つまり、著者は近代の超克と近代主義は人々が思い込んでいるほど簡単に二つの陣営に分かれてどちらかに腑分けできるような単純なものではなく、一人の思想家の内部においてさえ拮抗し合い、その拮抗の処理においてその思想家の個性を決定しているものと言います。この両者の拮抗関係は当面続くし、この拮抗関係の中からこそ真に鍛えられた思想が生まれると筆者は言います。このような拮抗に値する超克論を提示しえた廣松という思想家の営為があると言います。

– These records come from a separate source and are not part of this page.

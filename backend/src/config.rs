//! Server configuration.
//!
//! Read from the environment (a `.env` file is loaded first if present):
//!
//! | Variable       | Default                      |
//! |----------------|------------------------------|
//! | `PORT`         | `8000`                       |
//! | `DATA_PATH`    | `data/CleanedData.csv`       |
//! | `CORS_ORIGINS` | the deployed frontends + `http://localhost:3000` |
//!
//! `CORS_ORIGINS` is comma-separated; `*` allows any origin.

use std::env;
use std::path::PathBuf;

use crate::error::{ConfigError, ConfigResult};

pub const DEFAULT_PORT: u16 = 8000;

pub const DEFAULT_DATA_PATH: &str = "data/CleanedData.csv";

pub const DEFAULT_CORS_ORIGINS: [&str; 3] = [
    "https://datadashpro-frontend.windsurf.build",
    "https://datadashpro-frontend.onrender.com",
    "http://localhost:3000",
];

/// Origin value that allows every origin.
pub const ANY_ORIGIN: &str = "*";

#[derive(Debug, Clone, PartialEq)]
pub struct Config {
    pub port: u16,
    pub data_path: PathBuf,
    pub cors_origins: Vec<String>,
}

impl Default for Config {
    fn default() -> Self {
        Self {
            port: DEFAULT_PORT,
            data_path: PathBuf::from(DEFAULT_DATA_PATH),
            cors_origins: DEFAULT_CORS_ORIGINS.iter().map(|o| o.to_string()).collect(),
        }
    }
}

impl Config {
    /// Load from `.env` and the process environment.
    pub fn from_env() -> ConfigResult<Self> {
        let _ = dotenvy::dotenv();
        Self::from_lookup(|key| env::var(key).ok())
    }

    /// Build from any key lookup. Empty values count as unset.
    pub fn from_lookup(lookup: impl Fn(&str) -> Option<String>) -> ConfigResult<Self> {
        let get = |key: &str| lookup(key).map(|v| v.trim().to_string()).filter(|v| !v.is_empty());
        let mut config = Self::default();

        if let Some(port) = get("PORT") {
            config.port = port.parse().map_err(|_| ConfigError::InvalidPort(port))?;
        }

        if let Some(path) = get("DATA_PATH") {
            config.data_path = PathBuf::from(path);
        }

        if let Some(origins) = get("CORS_ORIGINS") {
            config.cors_origins = origins
                .split(',')
                .map(str::trim)
                .filter(|o| !o.is_empty())
                .map(String::from)
                .collect();
        }

        Ok(config)
    }

    /// Override the port (command-line flag).
    pub fn with_port(mut self, port: Option<u16>) -> Self {
        if let Some(port) = port {
            self.port = port;
        }
        self
    }

    /// Override the dataset path (command-line flag).
    pub fn with_data_path(mut self, path: Option<PathBuf>) -> Self {
        if let Some(path) = path {
            self.data_path = path;
        }
        self
    }

    /// `*` among the origins disables the allow-list.
    pub fn allows_any_origin(&self) -> bool {
        self.cors_origins.iter().any(|o| o == ANY_ORIGIN)
    }
}

#[cfg(test)]
mod tests {
    use super::*;
    use std::collections::HashMap;

    fn lookup(vars: &[(&str, &str)]) -> impl Fn(&str) -> Option<String> {
        let map: HashMap<String, String> = vars
            .iter()
            .map(|(k, v)| (k.to_string(), v.to_string()))
            .collect();
        move |key| map.get(key).cloned()
    }

    #[test]
    fn test_defaults() {
        let config = Config::from_lookup(lookup(&[])).unwrap();
        assert_eq!(config, Config::default());
        assert_eq!(config.port, 8000);
        assert_eq!(config.cors_origins.len(), 3);
        assert!(!config.allows_any_origin());
    }

    #[test]
    fn test_env_values() {
        let config = Config::from_lookup(lookup(&[
            ("PORT", "9090"),
            ("DATA_PATH", "/srv/listings.csv"),
            ("CORS_ORIGINS", "https://a.example, https://b.example ,"),
        ]))
        .unwrap();

        assert_eq!(config.port, 9090);
        assert_eq!(config.data_path, PathBuf::from("/srv/listings.csv"));
        assert_eq!(config.cors_origins, vec!["https://a.example", "https://b.example"]);
    }

    #[test]
    fn test_invalid_port() {
        let err = Config::from_lookup(lookup(&[("PORT", "eighty")])).unwrap_err();
        assert_eq!(err, ConfigError::InvalidPort("eighty".into()));
    }

    #[test]
    fn test_empty_values_ignored() {
        let config = Config::from_lookup(lookup(&[("PORT", "  "), ("DATA_PATH", "")])).unwrap();
        assert_eq!(config.port, DEFAULT_PORT);
        assert_eq!(config.data_path, PathBuf::from(DEFAULT_DATA_PATH));
    }

    #[test]
    fn test_overrides_and_wildcard() {
        let config = Config::from_lookup(lookup(&[("CORS_ORIGINS", "*")]))
            .unwrap()
            .with_port(Some(3000))
            .with_data_path(None);

        assert_eq!(config.port, 3000);
        assert_eq!(config.data_path, PathBuf::from(DEFAULT_DATA_PATH));
        assert!(config.allows_any_origin());
    }
}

最後の結論に向けて、それまでのペースから急に駆け足になったきらいはありますが、先に主体のゆくえとも関連するところがあり、その関連が理解を助けてくれました。としても、結論はいまひとつ分かりにくいもので、著者の廣松にたいするスタンスから、これが精一杯のところだったのではないかということは分かります。断言をするのはここでは形骸化のおそれがあるし、なかなか難しいのは分かりますが、ここまで京都学派と廣松の思想上の相克を追いかけたのだから、では、京都学派と廣松とはどうなのかということを、触れて欲しかった。そうでないと、結局のところ、みんな根っこは一緒というような、まぁまぁ…、というような受け取られ方をされてしまう恐れも感じる。しかし、本書の魅力は、ここに至るまでのプロセスで、当初の著者の意図である廣松の日本思想史に対する位置というのか、思想史上の相克はある程度、このプロセスで見えてくると思う。これを廣松のすべて言説から引き出してくる著者の廣松に対する読み込みに対しては、脱帽するしかない。